Give only the number of lines in the records that contain the word "ServiceConfig".

"""

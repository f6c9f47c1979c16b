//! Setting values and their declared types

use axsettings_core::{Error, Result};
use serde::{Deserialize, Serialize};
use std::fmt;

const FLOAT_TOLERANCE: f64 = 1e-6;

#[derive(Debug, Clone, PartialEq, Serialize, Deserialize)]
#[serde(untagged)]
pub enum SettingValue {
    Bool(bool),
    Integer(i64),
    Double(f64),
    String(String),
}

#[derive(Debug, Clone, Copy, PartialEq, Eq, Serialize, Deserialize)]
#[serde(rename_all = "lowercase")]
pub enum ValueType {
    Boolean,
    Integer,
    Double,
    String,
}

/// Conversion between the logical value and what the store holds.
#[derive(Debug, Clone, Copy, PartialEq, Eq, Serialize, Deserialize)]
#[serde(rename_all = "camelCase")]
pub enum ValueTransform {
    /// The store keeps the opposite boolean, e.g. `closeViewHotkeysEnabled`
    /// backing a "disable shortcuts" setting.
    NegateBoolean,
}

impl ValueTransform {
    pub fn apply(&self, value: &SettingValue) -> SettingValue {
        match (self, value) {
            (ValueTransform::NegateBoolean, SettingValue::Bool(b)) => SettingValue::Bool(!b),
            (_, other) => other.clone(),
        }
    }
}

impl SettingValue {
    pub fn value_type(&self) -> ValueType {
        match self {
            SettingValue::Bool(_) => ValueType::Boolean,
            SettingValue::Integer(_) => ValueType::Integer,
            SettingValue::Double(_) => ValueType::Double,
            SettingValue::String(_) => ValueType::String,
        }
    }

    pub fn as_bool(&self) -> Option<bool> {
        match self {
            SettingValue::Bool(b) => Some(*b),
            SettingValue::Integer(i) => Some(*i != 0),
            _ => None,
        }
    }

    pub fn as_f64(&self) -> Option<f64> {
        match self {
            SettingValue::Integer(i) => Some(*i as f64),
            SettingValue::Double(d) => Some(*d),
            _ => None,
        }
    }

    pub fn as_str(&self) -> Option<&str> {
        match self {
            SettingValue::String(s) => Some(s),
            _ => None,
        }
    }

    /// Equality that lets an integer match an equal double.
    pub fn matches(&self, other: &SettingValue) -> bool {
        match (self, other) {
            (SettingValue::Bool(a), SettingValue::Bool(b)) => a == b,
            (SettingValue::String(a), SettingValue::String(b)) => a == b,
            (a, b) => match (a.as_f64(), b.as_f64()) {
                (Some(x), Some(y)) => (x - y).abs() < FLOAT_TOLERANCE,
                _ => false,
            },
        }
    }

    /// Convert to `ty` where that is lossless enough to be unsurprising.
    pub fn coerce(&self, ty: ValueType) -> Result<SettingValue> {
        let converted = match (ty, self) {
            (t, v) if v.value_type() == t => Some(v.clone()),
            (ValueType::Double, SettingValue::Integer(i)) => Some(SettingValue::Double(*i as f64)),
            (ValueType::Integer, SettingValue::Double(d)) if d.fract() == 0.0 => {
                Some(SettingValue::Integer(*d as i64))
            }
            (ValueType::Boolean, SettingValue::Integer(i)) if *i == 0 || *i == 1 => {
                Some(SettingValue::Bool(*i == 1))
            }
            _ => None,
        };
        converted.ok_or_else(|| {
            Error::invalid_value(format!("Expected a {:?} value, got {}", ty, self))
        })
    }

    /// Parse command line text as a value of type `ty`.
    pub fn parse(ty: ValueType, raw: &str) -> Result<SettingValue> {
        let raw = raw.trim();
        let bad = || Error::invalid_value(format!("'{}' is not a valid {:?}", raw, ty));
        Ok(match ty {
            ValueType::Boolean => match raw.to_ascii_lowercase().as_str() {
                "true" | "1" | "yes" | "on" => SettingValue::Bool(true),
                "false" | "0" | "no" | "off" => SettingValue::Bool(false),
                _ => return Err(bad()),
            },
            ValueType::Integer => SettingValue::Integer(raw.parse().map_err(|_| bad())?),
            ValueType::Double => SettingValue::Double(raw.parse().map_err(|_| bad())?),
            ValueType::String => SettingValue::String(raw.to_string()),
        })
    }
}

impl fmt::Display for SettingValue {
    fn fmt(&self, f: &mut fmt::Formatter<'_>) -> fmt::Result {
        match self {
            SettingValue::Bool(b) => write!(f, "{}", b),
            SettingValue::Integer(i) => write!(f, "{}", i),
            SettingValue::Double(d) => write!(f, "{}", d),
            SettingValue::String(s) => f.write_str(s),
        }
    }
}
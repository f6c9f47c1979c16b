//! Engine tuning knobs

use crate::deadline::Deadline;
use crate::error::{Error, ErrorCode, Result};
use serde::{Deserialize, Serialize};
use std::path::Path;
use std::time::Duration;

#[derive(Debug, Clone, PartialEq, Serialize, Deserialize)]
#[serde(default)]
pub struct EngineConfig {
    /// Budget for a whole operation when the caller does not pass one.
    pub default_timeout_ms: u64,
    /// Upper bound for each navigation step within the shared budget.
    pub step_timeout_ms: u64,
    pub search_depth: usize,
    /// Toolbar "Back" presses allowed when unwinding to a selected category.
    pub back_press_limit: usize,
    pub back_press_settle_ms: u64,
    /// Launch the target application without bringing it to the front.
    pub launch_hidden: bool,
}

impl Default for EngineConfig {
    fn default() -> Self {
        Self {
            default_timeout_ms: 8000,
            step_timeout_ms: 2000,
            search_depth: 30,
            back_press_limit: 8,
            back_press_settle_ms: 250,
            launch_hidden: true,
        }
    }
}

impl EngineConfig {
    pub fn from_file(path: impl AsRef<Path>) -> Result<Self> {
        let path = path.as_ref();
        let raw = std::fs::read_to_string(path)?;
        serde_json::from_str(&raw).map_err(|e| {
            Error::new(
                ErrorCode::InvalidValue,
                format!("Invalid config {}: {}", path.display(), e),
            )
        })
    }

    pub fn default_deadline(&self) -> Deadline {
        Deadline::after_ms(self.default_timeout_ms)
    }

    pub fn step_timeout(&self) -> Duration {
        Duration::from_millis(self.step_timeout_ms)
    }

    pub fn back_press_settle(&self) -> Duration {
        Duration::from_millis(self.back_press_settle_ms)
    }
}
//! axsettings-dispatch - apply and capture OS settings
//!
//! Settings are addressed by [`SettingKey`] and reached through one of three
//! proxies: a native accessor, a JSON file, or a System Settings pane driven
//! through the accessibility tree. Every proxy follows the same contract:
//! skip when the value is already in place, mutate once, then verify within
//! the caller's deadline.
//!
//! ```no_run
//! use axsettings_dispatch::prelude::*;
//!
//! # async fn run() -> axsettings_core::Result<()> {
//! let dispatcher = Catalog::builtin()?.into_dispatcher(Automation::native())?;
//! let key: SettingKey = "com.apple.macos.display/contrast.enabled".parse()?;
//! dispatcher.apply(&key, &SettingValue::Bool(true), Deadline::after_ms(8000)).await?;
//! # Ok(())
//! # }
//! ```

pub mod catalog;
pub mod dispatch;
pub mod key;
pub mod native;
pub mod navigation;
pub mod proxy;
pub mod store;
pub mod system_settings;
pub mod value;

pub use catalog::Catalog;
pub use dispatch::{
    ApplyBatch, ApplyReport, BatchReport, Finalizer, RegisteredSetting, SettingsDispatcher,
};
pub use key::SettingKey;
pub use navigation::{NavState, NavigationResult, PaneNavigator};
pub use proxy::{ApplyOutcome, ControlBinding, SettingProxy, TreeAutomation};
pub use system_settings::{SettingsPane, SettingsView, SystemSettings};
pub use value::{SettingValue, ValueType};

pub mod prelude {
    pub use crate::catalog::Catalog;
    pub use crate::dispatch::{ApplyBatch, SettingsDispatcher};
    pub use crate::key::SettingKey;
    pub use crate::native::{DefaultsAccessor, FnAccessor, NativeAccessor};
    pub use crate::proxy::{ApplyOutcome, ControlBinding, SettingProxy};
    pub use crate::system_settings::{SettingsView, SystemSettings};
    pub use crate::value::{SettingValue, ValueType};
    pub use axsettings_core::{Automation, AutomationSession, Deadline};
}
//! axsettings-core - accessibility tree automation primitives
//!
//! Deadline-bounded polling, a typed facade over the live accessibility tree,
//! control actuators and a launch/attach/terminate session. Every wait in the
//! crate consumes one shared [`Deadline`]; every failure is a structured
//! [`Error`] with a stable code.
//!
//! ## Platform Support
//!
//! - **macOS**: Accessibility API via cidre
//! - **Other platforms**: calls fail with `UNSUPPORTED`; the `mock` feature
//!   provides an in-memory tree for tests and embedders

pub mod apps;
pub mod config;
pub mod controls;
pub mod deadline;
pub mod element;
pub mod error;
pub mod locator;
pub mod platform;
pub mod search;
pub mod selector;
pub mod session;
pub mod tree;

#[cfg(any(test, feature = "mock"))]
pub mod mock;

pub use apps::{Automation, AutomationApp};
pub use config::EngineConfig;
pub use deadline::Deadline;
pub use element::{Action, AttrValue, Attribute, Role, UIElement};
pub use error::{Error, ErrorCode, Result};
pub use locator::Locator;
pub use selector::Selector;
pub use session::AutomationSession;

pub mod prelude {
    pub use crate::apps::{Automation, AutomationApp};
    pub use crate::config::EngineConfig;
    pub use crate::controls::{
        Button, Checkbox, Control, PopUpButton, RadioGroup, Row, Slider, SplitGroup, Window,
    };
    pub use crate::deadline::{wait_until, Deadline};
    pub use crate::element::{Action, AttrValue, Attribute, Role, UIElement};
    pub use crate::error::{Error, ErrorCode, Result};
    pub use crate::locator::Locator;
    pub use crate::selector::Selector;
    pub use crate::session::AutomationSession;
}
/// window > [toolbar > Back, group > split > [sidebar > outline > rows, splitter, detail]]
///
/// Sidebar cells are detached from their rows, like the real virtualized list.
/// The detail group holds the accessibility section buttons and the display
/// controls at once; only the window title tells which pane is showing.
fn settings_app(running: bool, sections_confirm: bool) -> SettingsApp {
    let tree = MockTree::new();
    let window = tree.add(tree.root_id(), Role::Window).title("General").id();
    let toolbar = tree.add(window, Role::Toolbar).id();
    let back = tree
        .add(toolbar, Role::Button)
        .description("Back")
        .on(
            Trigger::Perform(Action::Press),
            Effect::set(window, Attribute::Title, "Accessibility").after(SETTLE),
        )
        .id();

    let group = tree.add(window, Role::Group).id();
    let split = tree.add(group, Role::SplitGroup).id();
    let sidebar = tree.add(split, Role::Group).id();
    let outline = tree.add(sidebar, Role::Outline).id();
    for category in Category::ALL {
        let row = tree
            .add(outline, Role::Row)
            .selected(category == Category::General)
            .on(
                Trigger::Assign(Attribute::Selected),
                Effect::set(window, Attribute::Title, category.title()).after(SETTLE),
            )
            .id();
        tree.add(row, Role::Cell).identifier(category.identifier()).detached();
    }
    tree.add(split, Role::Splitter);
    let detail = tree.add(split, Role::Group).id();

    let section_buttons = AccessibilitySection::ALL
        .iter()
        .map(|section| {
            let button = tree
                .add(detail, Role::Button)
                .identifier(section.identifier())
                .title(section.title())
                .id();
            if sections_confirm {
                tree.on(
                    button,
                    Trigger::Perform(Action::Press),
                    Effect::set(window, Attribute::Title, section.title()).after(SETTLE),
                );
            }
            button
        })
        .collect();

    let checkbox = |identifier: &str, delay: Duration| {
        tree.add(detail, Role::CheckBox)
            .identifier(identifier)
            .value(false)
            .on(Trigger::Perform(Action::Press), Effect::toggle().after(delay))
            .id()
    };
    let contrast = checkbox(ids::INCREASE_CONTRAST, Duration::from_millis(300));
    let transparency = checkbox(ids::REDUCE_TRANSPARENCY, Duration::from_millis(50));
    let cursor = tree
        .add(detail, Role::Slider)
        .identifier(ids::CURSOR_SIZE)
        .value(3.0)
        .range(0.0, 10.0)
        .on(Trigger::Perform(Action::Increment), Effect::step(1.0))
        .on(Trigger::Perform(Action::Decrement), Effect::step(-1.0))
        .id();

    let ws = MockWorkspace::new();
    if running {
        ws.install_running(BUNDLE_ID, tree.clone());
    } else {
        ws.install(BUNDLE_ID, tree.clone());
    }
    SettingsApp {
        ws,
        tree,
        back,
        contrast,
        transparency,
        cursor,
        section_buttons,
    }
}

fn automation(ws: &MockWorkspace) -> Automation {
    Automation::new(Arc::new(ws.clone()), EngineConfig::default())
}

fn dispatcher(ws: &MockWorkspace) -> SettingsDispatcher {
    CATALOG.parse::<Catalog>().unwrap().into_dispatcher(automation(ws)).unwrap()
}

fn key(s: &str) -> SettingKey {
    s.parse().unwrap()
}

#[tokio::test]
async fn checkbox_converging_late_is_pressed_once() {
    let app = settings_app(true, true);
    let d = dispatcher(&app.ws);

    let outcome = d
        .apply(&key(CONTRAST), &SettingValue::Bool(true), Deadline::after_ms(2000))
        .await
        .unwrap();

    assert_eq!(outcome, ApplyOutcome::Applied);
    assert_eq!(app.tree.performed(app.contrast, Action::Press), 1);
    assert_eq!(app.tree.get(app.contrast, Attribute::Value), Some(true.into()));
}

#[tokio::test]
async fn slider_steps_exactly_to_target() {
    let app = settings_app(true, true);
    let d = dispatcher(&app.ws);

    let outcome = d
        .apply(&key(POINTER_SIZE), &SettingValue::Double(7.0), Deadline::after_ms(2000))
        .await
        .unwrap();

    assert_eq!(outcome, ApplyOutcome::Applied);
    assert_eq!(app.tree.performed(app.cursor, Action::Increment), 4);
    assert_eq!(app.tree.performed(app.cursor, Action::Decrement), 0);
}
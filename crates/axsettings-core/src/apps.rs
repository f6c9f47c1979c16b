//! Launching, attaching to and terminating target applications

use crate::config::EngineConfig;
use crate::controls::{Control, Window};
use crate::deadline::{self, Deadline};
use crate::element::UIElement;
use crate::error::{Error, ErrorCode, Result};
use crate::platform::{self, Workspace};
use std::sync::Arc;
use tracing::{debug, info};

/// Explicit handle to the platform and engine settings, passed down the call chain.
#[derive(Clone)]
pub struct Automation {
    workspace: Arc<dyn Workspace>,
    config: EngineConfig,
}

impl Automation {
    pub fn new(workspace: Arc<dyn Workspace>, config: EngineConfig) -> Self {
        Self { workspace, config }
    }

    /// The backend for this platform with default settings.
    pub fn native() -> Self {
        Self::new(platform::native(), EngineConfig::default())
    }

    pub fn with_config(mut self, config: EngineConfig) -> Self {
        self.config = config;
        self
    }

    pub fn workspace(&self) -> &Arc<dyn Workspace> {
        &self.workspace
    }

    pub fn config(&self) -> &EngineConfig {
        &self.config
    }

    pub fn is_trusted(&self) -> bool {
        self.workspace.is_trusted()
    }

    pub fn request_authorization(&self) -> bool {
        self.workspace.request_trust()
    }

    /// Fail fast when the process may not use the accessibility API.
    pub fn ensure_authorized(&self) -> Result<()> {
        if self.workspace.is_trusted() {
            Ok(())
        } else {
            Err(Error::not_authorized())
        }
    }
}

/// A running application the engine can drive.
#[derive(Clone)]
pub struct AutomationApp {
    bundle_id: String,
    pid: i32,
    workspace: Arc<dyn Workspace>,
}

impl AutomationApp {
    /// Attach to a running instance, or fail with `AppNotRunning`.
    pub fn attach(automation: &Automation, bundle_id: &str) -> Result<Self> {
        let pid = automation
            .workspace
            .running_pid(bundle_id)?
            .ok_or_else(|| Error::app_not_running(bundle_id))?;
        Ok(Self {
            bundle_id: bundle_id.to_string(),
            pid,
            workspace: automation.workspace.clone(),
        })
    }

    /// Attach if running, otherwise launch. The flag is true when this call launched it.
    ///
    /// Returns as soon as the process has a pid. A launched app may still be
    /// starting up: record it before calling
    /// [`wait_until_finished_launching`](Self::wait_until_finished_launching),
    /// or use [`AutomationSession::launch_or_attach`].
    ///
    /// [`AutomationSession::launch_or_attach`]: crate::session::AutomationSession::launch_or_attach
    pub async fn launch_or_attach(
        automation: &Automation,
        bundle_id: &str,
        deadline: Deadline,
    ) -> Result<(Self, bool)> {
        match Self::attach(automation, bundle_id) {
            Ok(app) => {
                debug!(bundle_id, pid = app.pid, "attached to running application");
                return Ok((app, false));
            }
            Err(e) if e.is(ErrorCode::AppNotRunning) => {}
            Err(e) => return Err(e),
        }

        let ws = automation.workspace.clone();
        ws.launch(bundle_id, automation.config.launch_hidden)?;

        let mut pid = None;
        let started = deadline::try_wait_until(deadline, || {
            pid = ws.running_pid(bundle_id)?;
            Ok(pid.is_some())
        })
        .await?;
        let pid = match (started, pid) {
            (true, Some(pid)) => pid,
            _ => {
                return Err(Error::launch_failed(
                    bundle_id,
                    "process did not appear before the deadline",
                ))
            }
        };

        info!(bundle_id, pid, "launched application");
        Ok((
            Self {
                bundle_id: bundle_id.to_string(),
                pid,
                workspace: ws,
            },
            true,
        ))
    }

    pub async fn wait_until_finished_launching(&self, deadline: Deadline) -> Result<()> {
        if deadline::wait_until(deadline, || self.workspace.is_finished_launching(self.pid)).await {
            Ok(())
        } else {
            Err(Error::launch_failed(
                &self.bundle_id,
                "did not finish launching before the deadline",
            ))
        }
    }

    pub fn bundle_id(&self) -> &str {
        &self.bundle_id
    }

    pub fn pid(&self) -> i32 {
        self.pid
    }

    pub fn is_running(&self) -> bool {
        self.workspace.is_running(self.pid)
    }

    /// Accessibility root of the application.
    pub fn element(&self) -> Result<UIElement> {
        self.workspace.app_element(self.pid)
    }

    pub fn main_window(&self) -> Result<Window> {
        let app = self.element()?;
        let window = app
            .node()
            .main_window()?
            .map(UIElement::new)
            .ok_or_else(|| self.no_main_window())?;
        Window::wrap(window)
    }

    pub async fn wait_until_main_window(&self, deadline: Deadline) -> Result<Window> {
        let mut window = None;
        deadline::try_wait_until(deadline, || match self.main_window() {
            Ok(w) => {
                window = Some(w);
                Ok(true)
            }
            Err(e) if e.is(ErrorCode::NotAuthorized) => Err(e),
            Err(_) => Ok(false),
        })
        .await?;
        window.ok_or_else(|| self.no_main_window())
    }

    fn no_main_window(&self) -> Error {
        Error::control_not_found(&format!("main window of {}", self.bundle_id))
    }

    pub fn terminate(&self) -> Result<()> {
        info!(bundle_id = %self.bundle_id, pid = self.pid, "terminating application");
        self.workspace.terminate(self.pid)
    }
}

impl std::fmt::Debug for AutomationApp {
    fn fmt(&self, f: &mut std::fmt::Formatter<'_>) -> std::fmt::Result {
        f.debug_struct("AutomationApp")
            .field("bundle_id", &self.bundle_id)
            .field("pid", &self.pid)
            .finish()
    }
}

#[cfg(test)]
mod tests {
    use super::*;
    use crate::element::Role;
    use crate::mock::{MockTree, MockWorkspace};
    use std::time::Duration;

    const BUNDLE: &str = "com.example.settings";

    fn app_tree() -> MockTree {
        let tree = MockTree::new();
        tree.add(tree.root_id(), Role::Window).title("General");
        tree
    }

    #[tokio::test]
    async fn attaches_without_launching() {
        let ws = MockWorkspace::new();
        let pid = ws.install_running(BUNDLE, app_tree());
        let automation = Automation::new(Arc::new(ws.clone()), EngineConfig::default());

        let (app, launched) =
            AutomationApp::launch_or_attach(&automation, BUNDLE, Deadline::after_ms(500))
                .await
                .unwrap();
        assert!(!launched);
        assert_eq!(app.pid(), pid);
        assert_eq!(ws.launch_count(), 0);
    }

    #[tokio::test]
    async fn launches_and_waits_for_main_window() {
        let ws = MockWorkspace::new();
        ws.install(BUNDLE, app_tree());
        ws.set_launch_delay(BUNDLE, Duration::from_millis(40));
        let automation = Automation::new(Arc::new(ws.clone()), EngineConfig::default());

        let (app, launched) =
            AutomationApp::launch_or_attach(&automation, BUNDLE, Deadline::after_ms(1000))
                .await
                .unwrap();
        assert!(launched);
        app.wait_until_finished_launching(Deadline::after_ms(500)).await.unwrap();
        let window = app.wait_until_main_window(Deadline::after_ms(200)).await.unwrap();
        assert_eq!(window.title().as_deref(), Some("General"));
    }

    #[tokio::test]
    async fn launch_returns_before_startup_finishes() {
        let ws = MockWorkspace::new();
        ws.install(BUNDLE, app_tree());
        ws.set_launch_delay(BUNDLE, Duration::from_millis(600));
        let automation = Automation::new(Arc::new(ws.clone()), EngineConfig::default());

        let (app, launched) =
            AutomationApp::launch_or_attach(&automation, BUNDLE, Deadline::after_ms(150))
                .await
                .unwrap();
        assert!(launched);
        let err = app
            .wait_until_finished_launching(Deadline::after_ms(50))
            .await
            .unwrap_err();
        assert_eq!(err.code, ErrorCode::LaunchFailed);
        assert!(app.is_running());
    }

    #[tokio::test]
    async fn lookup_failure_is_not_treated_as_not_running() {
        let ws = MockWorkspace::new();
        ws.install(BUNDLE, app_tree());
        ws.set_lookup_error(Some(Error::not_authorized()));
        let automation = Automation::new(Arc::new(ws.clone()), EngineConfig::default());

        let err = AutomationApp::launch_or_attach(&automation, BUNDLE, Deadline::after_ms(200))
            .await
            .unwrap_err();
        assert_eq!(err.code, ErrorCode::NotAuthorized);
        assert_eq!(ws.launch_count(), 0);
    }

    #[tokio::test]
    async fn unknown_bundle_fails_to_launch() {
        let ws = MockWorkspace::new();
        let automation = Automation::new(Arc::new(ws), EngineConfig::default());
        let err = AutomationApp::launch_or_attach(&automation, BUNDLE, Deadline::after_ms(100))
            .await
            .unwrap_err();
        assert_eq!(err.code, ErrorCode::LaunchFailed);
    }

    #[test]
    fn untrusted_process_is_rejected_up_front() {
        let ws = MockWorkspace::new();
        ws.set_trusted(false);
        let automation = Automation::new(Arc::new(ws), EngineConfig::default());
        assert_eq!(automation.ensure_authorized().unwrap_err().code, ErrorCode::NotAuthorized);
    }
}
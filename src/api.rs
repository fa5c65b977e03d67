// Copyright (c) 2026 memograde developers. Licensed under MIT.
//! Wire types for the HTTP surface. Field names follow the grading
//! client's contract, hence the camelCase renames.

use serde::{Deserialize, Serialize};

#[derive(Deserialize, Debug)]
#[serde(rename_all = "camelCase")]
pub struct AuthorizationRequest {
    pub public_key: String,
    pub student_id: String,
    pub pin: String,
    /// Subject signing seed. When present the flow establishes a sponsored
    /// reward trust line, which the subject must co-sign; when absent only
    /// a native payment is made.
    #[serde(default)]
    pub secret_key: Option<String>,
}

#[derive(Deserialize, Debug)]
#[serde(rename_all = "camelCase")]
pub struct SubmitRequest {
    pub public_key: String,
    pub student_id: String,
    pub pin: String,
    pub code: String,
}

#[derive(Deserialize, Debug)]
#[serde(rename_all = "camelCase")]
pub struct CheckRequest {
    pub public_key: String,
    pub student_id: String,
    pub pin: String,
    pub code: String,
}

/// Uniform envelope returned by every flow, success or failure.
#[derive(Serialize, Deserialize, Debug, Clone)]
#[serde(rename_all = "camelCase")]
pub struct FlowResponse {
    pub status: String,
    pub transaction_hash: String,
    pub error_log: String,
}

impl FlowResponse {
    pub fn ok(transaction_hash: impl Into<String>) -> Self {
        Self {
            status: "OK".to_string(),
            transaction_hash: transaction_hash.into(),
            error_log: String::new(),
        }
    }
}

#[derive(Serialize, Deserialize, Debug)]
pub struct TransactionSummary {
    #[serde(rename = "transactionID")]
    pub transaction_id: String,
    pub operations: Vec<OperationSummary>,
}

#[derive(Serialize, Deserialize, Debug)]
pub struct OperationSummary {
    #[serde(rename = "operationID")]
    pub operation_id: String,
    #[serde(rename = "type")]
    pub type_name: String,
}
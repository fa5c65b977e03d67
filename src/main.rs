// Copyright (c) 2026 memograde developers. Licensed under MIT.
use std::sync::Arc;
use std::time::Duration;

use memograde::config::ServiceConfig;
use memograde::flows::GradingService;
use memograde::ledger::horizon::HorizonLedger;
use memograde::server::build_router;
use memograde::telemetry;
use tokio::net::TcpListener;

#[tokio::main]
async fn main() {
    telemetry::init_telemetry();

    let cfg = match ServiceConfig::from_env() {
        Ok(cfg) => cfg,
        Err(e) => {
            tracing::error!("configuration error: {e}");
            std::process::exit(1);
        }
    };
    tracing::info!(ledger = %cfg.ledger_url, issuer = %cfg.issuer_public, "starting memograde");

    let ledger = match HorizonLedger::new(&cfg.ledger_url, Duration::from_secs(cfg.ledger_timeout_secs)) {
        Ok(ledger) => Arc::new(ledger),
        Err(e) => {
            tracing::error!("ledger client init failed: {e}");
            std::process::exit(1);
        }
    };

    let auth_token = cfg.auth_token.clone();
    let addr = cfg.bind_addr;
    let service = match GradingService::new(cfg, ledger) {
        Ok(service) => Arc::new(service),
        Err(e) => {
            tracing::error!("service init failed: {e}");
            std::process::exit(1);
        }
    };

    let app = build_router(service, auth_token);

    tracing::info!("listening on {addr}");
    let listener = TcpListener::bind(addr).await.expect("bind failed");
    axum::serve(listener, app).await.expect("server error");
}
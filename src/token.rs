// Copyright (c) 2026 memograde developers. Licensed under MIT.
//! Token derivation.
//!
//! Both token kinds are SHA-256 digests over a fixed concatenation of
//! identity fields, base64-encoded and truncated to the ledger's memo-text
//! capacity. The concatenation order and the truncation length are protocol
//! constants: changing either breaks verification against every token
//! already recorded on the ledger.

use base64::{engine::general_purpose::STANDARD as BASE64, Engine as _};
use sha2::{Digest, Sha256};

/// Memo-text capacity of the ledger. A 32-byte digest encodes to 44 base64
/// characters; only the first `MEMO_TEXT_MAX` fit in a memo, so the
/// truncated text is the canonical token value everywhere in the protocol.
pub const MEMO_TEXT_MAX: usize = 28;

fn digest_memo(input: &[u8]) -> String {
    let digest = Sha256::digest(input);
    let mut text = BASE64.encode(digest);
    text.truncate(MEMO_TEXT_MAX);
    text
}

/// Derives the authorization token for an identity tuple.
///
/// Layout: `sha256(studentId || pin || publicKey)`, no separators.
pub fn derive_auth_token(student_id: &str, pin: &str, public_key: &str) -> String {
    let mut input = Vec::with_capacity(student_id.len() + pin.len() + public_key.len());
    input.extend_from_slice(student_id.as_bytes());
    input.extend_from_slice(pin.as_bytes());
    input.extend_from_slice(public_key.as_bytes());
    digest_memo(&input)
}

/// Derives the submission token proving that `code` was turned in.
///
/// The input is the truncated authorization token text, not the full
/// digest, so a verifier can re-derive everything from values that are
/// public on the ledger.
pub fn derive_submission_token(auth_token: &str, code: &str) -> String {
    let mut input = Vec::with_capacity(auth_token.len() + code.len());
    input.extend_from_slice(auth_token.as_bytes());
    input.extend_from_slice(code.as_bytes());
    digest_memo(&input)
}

"""

TASK ANSWER —
2